::: TASK INPUT :::

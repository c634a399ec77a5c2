#![allow(dead_code)]

use std::sync::Arc;
use std::sync::atomic::{AtomicU64, Ordering};

use async_trait::async_trait;
use axum::Router;
use tenderscope::application::pagination::PageRequest;
use tenderscope::application::repos::{RepoError, TenderPage, TendersRepo, query_cost};
use tenderscope::application::search::{SearchMode, SearchPredicate, TenderPredicate};
use tenderscope::application::tenders::TenderService;
use tenderscope::cache::{CacheWarmer, MemoryStore, ResponseCache};
use tenderscope::config::{CorsSettings, DeploymentEnvironment};
use tenderscope::domain::entities::{
    AuthorityRecord, GroupCount, TableCounts, TenderDetail, TenderRecord, TenderStats,
    TenderSuggestion,
};
use tenderscope::domain::types::TenderCode;
use tenderscope::infra::http::{HttpState, build_router};
use tenderscope::infra::monitoring::{Monitor, MonitorConfig};
use time::{Duration, OffsetDateTime, macros::datetime};

/// In-memory repository that counts store queries the way Postgres would issue them.
pub struct FakeRepo {
    tenders: Vec<TenderRecord>,
    queries: AtomicU64,
    pub fail: bool,
}

impl FakeRepo {
    pub fn with_tenders(count: usize) -> Self {
        let base = datetime!(2024-01-01 00:00 UTC);
        let tenders = (1..=count)
            .map(|n| sample_tender(n as i64, base + Duration::hours(n as i64)))
            .collect();
        Self {
            tenders,
            queries: AtomicU64::new(0),
            fail: false,
        }
    }

    pub fn failing() -> Self {
        Self {
            fail: true,
            ..Self::with_tenders(0)
        }
    }

    pub fn queries(&self) -> u64 {
        self.queries.load(Ordering::SeqCst)
    }

    fn issue(&self, count: u64) -> Result<(), RepoError> {
        self.queries.fetch_add(count, Ordering::SeqCst);
        if self.fail {
            Err(RepoError::from_persistence("relation \"tenders\" does not exist"))
        } else {
            Ok(())
        }
    }

    fn newest_first(&self) -> Vec<&TenderRecord> {
        let mut rows: Vec<&TenderRecord> = self.tenders.iter().collect();
        rows.sort_by(|a, b| b.created_at.cmp(&a.created_at));
        rows
    }
}

pub fn authority() -> AuthorityRecord {
    AuthorityRecord {
        id: 1,
        code: Some("LPSE-BDG".into()),
        name: "LPSE Kota Bandung".into(),
        province: Some("Jawa Barat".into()),
        city: Some("Bandung".into()),
        total_tenders: 25,
    }
}

pub fn sample_tender(n: i64, created_at: OffsetDateTime) -> TenderRecord {
    TenderRecord {
        id: n,
        code: format!("{}", 10_000 + n),
        rup_code: Some(format!("{}", 50_000 + n)),
        name: if n % 2 == 0 {
            format!("Pembangunan Jalan Tol Seksi {n}")
        } else {
            format!("Pengadaan Alat Kesehatan {n}")
        },
        authority_id: 1,
        category: Some("Pekerjaan Konstruksi".into()),
        status: Some("Aktif".into()),
        stage: Some("Pengumuman".into()),
        budget_value: Some(1_000_000.0 * n as f64),
        estimate_value: None,
        fiscal_year: Some(2024),
        detail_url: None,
        created_at,
        updated_at: created_at,
        authority: authority(),
    }
}

fn matches_search(tender: &TenderRecord, search: &SearchPredicate) -> bool {
    let rup = tender.rup_code.as_deref().unwrap_or("");
    match search {
        SearchPredicate::PrefixMatch(code) => tender.code.starts_with(code) || rup.starts_with(code),
        SearchPredicate::TokenMatch(tokens) => tokens.iter().all(|token| {
            let token = token.to_lowercase();
            tender.code.contains(&token)
                || rup.contains(&token)
                || tender.name.to_lowercase().contains(&token)
                || tender.authority.name.to_lowercase().contains(&token)
        }),
        SearchPredicate::FullText(phrase) => tender.name.to_lowercase().contains(&phrase.to_lowercase()),
    }
}

fn matches(tender: &TenderRecord, predicate: &TenderPredicate) -> bool {
    if let Some(search) = predicate.search.as_ref()
        && !matches_search(tender, search)
    {
        return false;
    }
    let budget = tender.budget_value.unwrap_or(0.0);
    predicate.min_value.is_none_or(|min| budget >= min)
        && predicate.max_value.is_none_or(|max| budget <= max)
        && predicate.source_id.is_none_or(|id| tender.authority_id == id)
        && predicate.fiscal_year.is_none_or(|year| tender.fiscal_year == Some(year))
}

#[async_trait]
impl TendersRepo for FakeRepo {
    async fn list_tenders(
        &self,
        predicate: &TenderPredicate,
        page: PageRequest,
    ) -> Result<TenderPage, RepoError> {
        self.issue(query_cost::LIST_TENDERS)?;
        let matched: Vec<&TenderRecord> = self
            .newest_first()
            .into_iter()
            .filter(|tender| matches(tender, predicate))
            .collect();
        let rows = matched
            .iter()
            .skip(page.skip() as usize)
            .take(page.limit as usize)
            .map(|tender| (*tender).clone())
            .collect();
        Ok(TenderPage {
            total: matched.len() as u64,
            rows,
        })
    }

    async fn find_tender(&self, code: &TenderCode) -> Result<Option<TenderDetail>, RepoError> {
        self.issue(query_cost::FIND_TENDER)?;
        Ok(self
            .tenders
            .iter()
            .find(|tender| tender.code == code.as_str())
            .map(|tender| TenderDetail {
                tender: tender.clone(),
                requirements: None,
            }))
    }

    async fn suggest_tenders(
        &self,
        predicate: &SearchPredicate,
        limit: u32,
    ) -> Result<Vec<TenderSuggestion>, RepoError> {
        self.issue(query_cost::SUGGEST_TENDERS)?;
        Ok(self
            .newest_first()
            .into_iter()
            .filter(|tender| matches_search(tender, predicate))
            .take(limit as usize)
            .map(|tender| TenderSuggestion {
                id: tender.id,
                code: tender.code.clone(),
                name: tender.name.clone(),
                category: tender.category.clone(),
                status: tender.status.clone(),
                authority_name: Some(tender.authority.name.clone()),
                budget_value: tender.budget_value,
            })
            .collect())
    }

    async fn tender_stats(&self, recent: u32) -> Result<TenderStats, RepoError> {
        self.issue(query_cost::TENDER_STATS)?;
        let total = self.tenders.len() as i64;
        let average = if total == 0 {
            0.0
        } else {
            self.tenders
                .iter()
                .filter_map(|tender| tender.budget_value)
                .sum::<f64>()
                / total as f64
        };
        Ok(TenderStats {
            total_tenders: total,
            total_authorities: 1,
            average_budget: average,
            by_category: vec![GroupCount {
                label: "Pekerjaan Konstruksi".into(),
                count: total,
            }],
            by_status: vec![GroupCount {
                label: "Aktif".into(),
                count: total,
            }],
            by_province: vec![GroupCount {
                label: "Jawa Barat".into(),
                count: 25,
            }],
            recent_tenders: self
                .newest_first()
                .into_iter()
                .take(recent as usize)
                .cloned()
                .collect(),
        })
    }

    async fn list_authorities(&self) -> Result<Vec<AuthorityRecord>, RepoError> {
        self.issue(query_cost::LIST_AUTHORITIES)?;
        Ok(vec![authority()])
    }

    async fn table_counts(&self) -> Result<TableCounts, RepoError> {
        self.issue(2)?;
        Ok(TableCounts {
            tenders: self.tenders.len() as i64,
            authorities: 1,
        })
    }

    async fn ping(&self) -> Result<(), RepoError> {
        self.issue(1)
    }
}

pub struct TestApp {
    pub router: Router,
    pub repo: Arc<FakeRepo>,
    pub service: Arc<TenderService>,
    pub warmer: Arc<CacheWarmer>,
}

pub fn app_with(repo: FakeRepo, environment: DeploymentEnvironment) -> TestApp {
    let repo = Arc::new(repo);
    let cache = ResponseCache::new(Arc::new(MemoryStore::new()));
    let warmer = Arc::new(CacheWarmer::new(cache.clone(), true));
    let service = Arc::new(TenderService::new(
        repo.clone(),
        cache,
        warmer.clone(),
        Arc::new(Monitor::new(MonitorConfig::default())),
        SearchMode::Contains,
    ));
    let router = build_router(
        HttpState {
            tenders: service.clone(),
            environment,
        },
        &CorsSettings::default(),
    );
    TestApp {
        router,
        repo,
        service,
        warmer,
    }
}

pub fn app(tenders: usize) -> TestApp {
    app_with(FakeRepo::with_tenders(tenders), DeploymentEnvironment::Development)
}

:::

# ABOUT THIS EXERCISE
Show all of the lines above in which "PageRequest" is present.

# RESPONSE TO THE TASK
use tenderscope::application::pagination::PageRequest;
        page: PageRequest,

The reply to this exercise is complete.